- _Directions for this task_:
Write out again only the lines that run from the start of the entries to the line containing "-> Result<PixelSurface, SurfaceError>", both included.

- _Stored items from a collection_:
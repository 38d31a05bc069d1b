//! Turn a tick's output into an opaque RGBA frame for the terminal renderers.
//!
//! The distorted surface is blended over black by its own alpha, then both waveform
//! polylines are stroked on top.

use crate::engine::TickOutput;
use crate::surface::{PixelSurface, SurfaceError};
use crate::waveform::{Point, Polyline};

pub const LEFT_WAVE_RGB: [u8; 3] = [240, 244, 255];
pub const RIGHT_WAVE_RGB: [u8; 3] = [255, 120, 200];

/// Opaque `width` x `height` frame: black, then the tick's surface, then the waveform.
pub fn compose(
    output: &TickOutput,
    width: usize,
    height: usize,
    show_waveform: bool,
) -> Result<PixelSurface, SurfaceError> {
    let mut canvas = match &output.surface {
        Some(s) if s.width() == width && s.height() == height => flatten_over_black(s),
        Some(s) => flatten_over_black(&s.resized(width, height)?),
        None => PixelSurface::new(width, height)?,
    };
    if show_waveform {
        if let Some((left, right)) = &output.waveform {
            stroke_polyline(&mut canvas, left, LEFT_WAVE_RGB);
            stroke_polyline(&mut canvas, right, RIGHT_WAVE_RGB);
        }
    }
    Ok(canvas)
}

/// Straight (non-premultiplied) alpha over an opaque black background.
pub fn flatten_over_black(surface: &PixelSurface) -> PixelSurface {
    let mut out = surface.clone();
    for px in out.as_rgba_mut().chunks_exact_mut(4) {
        let a = px[3] as u16;
        for c in &mut px[..3] {
            *c = ((*c as u16 * a + 127) / 255) as u8;
        }
        px[3] = 255;
    }
    out
}

/// Draw every segment of `line`, skipping whatever falls outside the surface.
pub fn stroke_polyline(surface: &mut PixelSurface, line: &Polyline, rgb: [u8; 3]) {
    if line.len() == 1 {
        let p = line.points[0];
        plot(surface, p.x, p.y, rgb);
        return;
    }
    for (a, b) in line.segments() {
        stroke_segment(surface, a, b, rgb);
    }
}

fn stroke_segment(surface: &mut PixelSurface, a: Point, b: Point, rgb: [u8; 3]) {
    let max_x = surface.width() as f32 - 1.0;
    let max_y = surface.height() as f32 - 1.0;
    let Some((a, b)) = clip_segment(a, b, max_x, max_y) else {
        return;
    };

    let dx = b.x - a.x;
    let dy = b.y - a.y;
    let steps = dx.abs().max(dy.abs()).ceil().max(1.0) as usize;
    for i in 0..=steps {
        let t = i as f32 / steps as f32;
        plot(surface, a.x + dx * t, a.y + dy * t, rgb);
    }
}

fn plot(surface: &mut PixelSurface, x: f32, y: f32, rgb: [u8; 3]) {
    if !x.is_finite() || !y.is_finite() {
        return;
    }
    let (x, y) = (x.round(), y.round());
    if x < 0.0 || y < 0.0 {
        return;
    }
    let (x, y) = (x as usize, y as usize);
    if x >= surface.width() || y >= surface.height() {
        return;
    }
    surface.set_pixel(x, y, [rgb[0], rgb[1], rgb[2], 255]);
}

/// Liang-Barsky clip against `[0, max_x] x [0, max_y]`.
fn clip_segment(a: Point, b: Point, max_x: f32, max_y: f32) -> Option<(Point, Point)> {
    if ![a.x, a.y, b.x, b.y].iter().all(|v| v.is_finite()) {
        return None;
    }
    let dx = b.x - a.x;
    let dy = b.y - a.y;
    let mut t0 = 0.0f32;
    let mut t1 = 1.0f32;
    let checks = [
        (-dx, a.x),
        (dx, max_x - a.x),
        (-dy, a.y),
        (dy, max_y - a.y),
    ];
    for (p, q) in checks {
        if p == 0.0 {
            if q < 0.0 {
                return None;
            }
            continue;
        }
        let r = q / p;
        if p < 0.0 {
            if r > t1 {
                return None;
            }
            t0 = t0.max(r);
        } else {
            if r < t0 {
                return None;
            }
            t1 = t1.min(r);
        }
    }
    Some((
        Point {
            x: a.x + dx * t0,
            y: a.y + dy * t0,
        },
        Point {
            x: a.x + dx * t1,
            y: a.y + dy * t1,
        },
    ))
}
use std::f32::consts::TAU;
use std::time::{Duration, Instant};

use anyhow::{bail, Result};
use clap::Parser;
use wavebend::audio::StereoBuffers;
use wavebend::config::Pattern;
use wavebend::distort::{distort_or_passthrough, DistortionParams, RngJitter};
use wavebend::engine::TickOutput;
use wavebend::present::compose;
use wavebend::waveform::project_stereo;
use wavebend::video::{VideoClip, VideoSource};

const DEFAULT_SEED: u64 = 0xF10_3E12;

#[derive(Parser, Debug, Clone)]
#[command(
    name = "benchmark",
    version,
    about = "Time synthetic distortion ticks without audio or terminal"
)]
pub(crate) struct Cli {
    #[arg(long, default_value_t = 320)]
    pub(crate) width: usize,

    #[arg(long, default_value_t = 180)]
    pub(crate) height: usize,

    #[arg(long, default_value_t = 240)]
    pub(crate) ticks: usize,

    #[arg(long, default_value_t = 1024)]
    pub(crate) buffer_len: usize,

    /// Benchmark a single pattern instead of all of them.
    #[arg(long, value_enum)]
    pub(crate) pattern: Option<Pattern>,

    #[arg(long, default_value_t = DEFAULT_SEED)]
    pub(crate) seed: u64,

    #[arg(long, default_value_t = false)]
    pub(crate) ci_smoke: bool,

    #[arg(long, default_value_t = 20.0)]
    pub(crate) max_ms: f64,
}

pub(crate) fn validate_args(args: &Cli) -> Result<()> {
    if args.width == 0 {
        bail!("--width must be >= 1");
    }
    if args.height == 0 {
        bail!("--height must be >= 1");
    }
    if args.ticks == 0 {
        bail!("--ticks must be >= 1");
    }
    if args.buffer_len == 0 {
        bail!("--buffer-len must be >= 1");
    }
    if args.max_ms.is_nan() || args.max_ms <= 0.0 {
        bail!("--max-ms must be > 0");
    }
    Ok(())
}

/// Two detuned sines with a slow tremolo; the right channel is phase-shifted.
pub(crate) fn synth_stereo(tick: usize, len: usize) -> Option<StereoBuffers> {
    let t0 = tick as f32 / 60.0;
    let amp = 0.35 + 0.3 * (t0 * 1.7).sin().abs();
    let mut left = Vec::with_capacity(len);
    let mut right = Vec::with_capacity(len);
    for i in 0..len {
        let p = i as f32 / len.max(1) as f32;
        left.push(amp * (TAU * (3.0 * p + t0)).sin());
        right.push(amp * (TAU * (5.0 * p + t0) + 0.8).sin());
    }
    StereoBuffers::new(left, right).ok()
}

#[derive(Debug, Default, Clone, Copy)]
pub(crate) struct Timings {
    pub(crate) distort: Duration,
    pub(crate) project: Duration,
    pub(crate) present: Duration,
}

pub(crate) fn bench_pattern(args: &Cli, pattern: Pattern) -> Result<Timings> {
    let params = DistortionParams::default();
    let mut jitter = RngJitter::seeded(args.seed);
    let mut clip = VideoClip::new(pattern, 240);
    let display = (args.width as f32, args.height as f32);
    let mut timings = Timings::default();

    for tick in 0..args.ticks {
        let audio = synth_stereo(tick, args.buffer_len);
        let frame = clip.current_frame(args.width, args.height);

        let start = Instant::now();
        let surface = frame.as_ref().map(|f| {
            distort_or_passthrough(f, audio.as_ref().map(StereoBuffers::left), &params, &mut jitter)
        });
        timings.distort += start.elapsed();

        let start = Instant::now();
        let waveform = audio.as_ref().map(|a| project_stereo(a, display.0, display.1));
        timings.project += start.elapsed();

        if surface.is_none() || waveform.is_none() {
            tracing::warn!(tick, "benchmark tick is missing an input");
        }
        let output = TickOutput {
            surface,
            waveform,
            issues: Vec::new(),
        };

        let start = Instant::now();
        let canvas = compose(&output, args.width, args.height, true)?;
        timings.present += start.elapsed();

        let _ = std::hint::black_box(canvas);
    }
    Ok(timings)
}

fn per_tick_ms(d: Duration, ticks: usize) -> f64 {
    d.as_secs_f64() * 1000.0 / ticks.max(1) as f64
}

fn main() -> Result<()> {
    wavebend::telemetry::init_stderr();
    let args = Cli::parse();
    validate_args(&args)?;

    let patterns = match args.pattern {
        Some(p) => vec![p],
        None => vec![Pattern::Bars, Pattern::Plasma, Pattern::Checker],
    };

    println!(
        "benchmark: ticks={} size={}x{} buffer_len={} seed={:#x}",
        args.ticks, args.width, args.height, args.buffer_len, args.seed
    );

    let mut slow = Vec::new();
    for pattern in patterns {
        let t = bench_pattern(&args, pattern)?;
        let distort_ms = per_tick_ms(t.distort, args.ticks);
        let project_ms = per_tick_ms(t.project, args.ticks);
        let present_ms = per_tick_ms(t.present, args.ticks);
        let total = distort_ms + project_ms + present_ms;
        println!(
            "{:<8} distort {:>8.3} ms  project {:>8.3} ms  present {:>8.3} ms  total {:>8.3} ms",
            pattern.label(),
            distort_ms,
            project_ms,
            present_ms,
            total
        );
        if args.ci_smoke && total > args.max_ms {
            slow.push((pattern.label(), total));
        }
    }

    if args.ci_smoke {
        if !slow.is_empty() {
            eprintln!("CI smoke: FAIL");
            for (name, ms) in slow {
                eprintln!("  slow pattern: {} ({:.3} ms/tick > {:.3})", name, ms, args.max_ms);
            }
            bail!("ci smoke failed");
        }
        println!("CI smoke: PASS (max_ms={:.3})", args.max_ms);
    }
    Ok(())
}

- _Result of the task_:
repository 38d31a05bc069d1b
//! Turn a tick's output into an opaque RGBA frame for the terminal renderers.
//!
//! The distorted surface is blended over black by its own alpha, then both waveform
//! polylines are stroked on top.

use crate::engine::TickOutput;
use crate::surface::{PixelSurface, SurfaceError};
use crate::waveform::{Point, Polyline};

pub const LEFT_WAVE_RGB: [u8; 3] = [240, 244, 255];
pub const RIGHT_WAVE_RGB: [u8; 3] = [255, 120, 200];

/// Opaque `width` x `height` frame: black, then the tick's surface, then the waveform.
pub fn compose(
    output: &TickOutput,
    width: usize,
    height: usize,
    show_waveform: bool,
) -> Result<PixelSurface, SurfaceError> {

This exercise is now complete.